==== DATA EXTRACT

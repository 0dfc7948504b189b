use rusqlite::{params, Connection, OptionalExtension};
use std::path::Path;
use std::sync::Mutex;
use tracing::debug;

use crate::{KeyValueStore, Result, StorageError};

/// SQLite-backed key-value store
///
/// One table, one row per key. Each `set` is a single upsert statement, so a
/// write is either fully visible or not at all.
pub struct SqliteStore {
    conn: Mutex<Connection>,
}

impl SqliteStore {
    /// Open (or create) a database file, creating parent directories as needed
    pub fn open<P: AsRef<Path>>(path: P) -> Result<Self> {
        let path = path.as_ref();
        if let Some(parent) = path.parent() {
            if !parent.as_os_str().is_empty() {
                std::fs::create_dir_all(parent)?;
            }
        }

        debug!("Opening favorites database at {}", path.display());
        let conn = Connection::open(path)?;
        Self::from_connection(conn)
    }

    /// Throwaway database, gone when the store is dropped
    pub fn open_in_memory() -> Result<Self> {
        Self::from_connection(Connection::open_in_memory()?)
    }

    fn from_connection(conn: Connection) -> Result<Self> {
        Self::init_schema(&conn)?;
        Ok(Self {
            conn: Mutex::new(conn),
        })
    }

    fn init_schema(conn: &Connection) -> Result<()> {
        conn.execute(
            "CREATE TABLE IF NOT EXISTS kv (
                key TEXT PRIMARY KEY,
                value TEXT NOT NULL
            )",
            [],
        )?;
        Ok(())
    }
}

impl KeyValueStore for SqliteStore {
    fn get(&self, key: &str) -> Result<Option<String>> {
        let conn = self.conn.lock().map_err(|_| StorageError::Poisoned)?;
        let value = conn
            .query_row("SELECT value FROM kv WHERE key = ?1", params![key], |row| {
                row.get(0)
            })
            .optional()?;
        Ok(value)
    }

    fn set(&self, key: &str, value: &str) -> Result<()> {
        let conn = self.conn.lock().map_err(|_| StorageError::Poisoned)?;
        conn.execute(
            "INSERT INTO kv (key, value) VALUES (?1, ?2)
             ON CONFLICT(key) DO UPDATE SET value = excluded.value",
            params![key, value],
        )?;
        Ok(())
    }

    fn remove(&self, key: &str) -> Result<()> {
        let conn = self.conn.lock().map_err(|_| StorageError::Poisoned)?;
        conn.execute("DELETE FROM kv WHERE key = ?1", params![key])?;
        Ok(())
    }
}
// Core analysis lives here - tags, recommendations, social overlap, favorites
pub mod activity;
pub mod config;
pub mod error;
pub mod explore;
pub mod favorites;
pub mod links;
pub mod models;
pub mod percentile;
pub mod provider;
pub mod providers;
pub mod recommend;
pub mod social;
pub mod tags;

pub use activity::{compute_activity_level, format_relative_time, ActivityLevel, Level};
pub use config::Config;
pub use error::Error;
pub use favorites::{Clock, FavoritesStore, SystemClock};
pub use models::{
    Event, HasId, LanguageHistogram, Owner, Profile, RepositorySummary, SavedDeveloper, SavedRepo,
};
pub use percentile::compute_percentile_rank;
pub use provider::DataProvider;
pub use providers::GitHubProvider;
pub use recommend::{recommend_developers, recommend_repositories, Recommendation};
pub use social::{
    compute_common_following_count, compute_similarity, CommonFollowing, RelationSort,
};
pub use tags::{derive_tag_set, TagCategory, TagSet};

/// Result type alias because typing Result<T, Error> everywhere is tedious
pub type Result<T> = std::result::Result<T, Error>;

========

WHAT IS BEING ASKED: Read through the lines above and collect those that contain the string "Mutex".

WRITTEN SOLUTION:
use std::sync::Mutex;
    conn: Mutex<Connection>,
            conn: Mutex::new(conn),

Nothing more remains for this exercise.